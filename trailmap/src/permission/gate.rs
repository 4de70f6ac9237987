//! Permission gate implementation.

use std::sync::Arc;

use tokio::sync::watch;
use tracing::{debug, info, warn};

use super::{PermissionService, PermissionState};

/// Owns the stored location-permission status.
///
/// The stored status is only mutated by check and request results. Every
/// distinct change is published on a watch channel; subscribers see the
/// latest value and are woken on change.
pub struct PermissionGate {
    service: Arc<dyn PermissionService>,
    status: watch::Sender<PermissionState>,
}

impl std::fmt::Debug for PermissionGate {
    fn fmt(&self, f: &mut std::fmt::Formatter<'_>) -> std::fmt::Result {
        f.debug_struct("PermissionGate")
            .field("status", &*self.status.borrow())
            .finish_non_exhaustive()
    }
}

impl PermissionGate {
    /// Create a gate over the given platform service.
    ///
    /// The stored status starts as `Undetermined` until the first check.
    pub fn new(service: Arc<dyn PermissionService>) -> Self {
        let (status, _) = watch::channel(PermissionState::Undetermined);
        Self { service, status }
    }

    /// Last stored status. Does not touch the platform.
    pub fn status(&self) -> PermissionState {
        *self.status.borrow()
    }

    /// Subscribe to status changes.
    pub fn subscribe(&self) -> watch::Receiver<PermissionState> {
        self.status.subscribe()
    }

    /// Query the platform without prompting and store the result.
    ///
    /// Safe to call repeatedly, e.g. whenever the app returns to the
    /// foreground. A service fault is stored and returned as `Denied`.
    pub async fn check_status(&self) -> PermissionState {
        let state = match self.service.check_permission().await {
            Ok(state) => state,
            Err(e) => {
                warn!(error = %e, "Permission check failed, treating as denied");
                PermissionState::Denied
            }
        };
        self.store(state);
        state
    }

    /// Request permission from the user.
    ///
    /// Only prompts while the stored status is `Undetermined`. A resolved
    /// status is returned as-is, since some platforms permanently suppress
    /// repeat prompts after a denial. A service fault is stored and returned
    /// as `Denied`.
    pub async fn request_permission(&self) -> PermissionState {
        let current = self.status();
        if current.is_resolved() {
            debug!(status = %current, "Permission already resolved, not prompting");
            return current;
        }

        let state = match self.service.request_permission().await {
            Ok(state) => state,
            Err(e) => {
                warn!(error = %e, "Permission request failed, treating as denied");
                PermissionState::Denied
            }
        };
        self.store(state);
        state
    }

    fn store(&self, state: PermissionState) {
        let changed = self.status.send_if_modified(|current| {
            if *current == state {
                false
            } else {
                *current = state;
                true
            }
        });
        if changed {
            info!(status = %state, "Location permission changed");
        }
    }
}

# Try it
Transcribe all of the entries without alteration.

# Answer section
filename trailmap/src/permission/gate.rs
repository 4de70f6ac9237987
//! Permission gate implementation.

use std::sync::Arc;

use tokio::sync::watch;
use tracing::{debug, info, warn};

use super::{PermissionService, PermissionState};

/// Owns the stored location-permission status.
///
/// The stored status is only mutated by check and request results. Every
/// distinct change is published on a watch channel; subscribers see the
/// latest value and are woken on change.
pub struct PermissionGate {
    service: Arc<dyn PermissionService>,
    status: watch::Sender<PermissionState>,
}

impl std::fmt::Debug for PermissionGate {
    fn fmt(&self, f: &mut std::fmt::Formatter<'_>) -> std::fmt::Result {
        f.debug_struct("PermissionGate")
            .field("status", &*self.status.borrow())
            .finish_non_exhaustive()
    }
}

impl PermissionGate {
    /// Create a gate over the given platform service.
    ///
    /// The stored status starts as `Undetermined` until the first check.
    pub fn new(service: Arc<dyn PermissionService>) -> Self {
        let (status, _) = watch::channel(PermissionState::Undetermined);
        Self { service, status }
    }

    /// Last stored status. Does not touch the platform.
    pub fn status(&self) -> PermissionState {
        *self.status.borrow()
    }

    /// Subscribe to status changes.
    pub fn subscribe(&self) -> watch::Receiver<PermissionState> {
        self.status.subscribe()
    }

    /// Query the platform without prompting and store the result.
    ///
    /// Safe to call repeatedly, e.g. whenever the app returns to the
    /// foreground. A service fault is stored and returned as `Denied`.
    pub async fn check_status(&self) -> PermissionState {
        let state = match self.service.check_permission().await {
            Ok(state) => state,
            Err(e) => {
                warn!(error = %e, "Permission check failed, treating as denied");
                PermissionState::Denied
            }
        };
        self.store(state);
        state
    }

    /// Request permission from the user.
    ///
    /// Only prompts while the stored status is `Undetermined`. A resolved
    /// status is returned as-is, since some platforms permanently suppress
    /// repeat prompts after a denial. A service fault is stored and returned
    /// as `Denied`.
    pub async fn request_permission(&self) -> PermissionState {
        let current = self.status();
        if current.is_resolved() {
            debug!(status = %current, "Permission already resolved, not prompting");
            return current;
        }

        let state = match self.service.request_permission().await {
            Ok(state) => state,
            Err(e) => {
                warn!(error = %e, "Permission request failed, treating as denied");
                PermissionState::Denied
            }
        };
        self.store(state);
        state
    }

    fn store(&self, state: PermissionState) {
        let changed = self.status.send_if_modified(|current| {
            if *current == state {
                false
            } else {
                *current = state;
                true
            }
        });
        if changed {
            info!(status = %state, "Location permission changed");
        }
    }
}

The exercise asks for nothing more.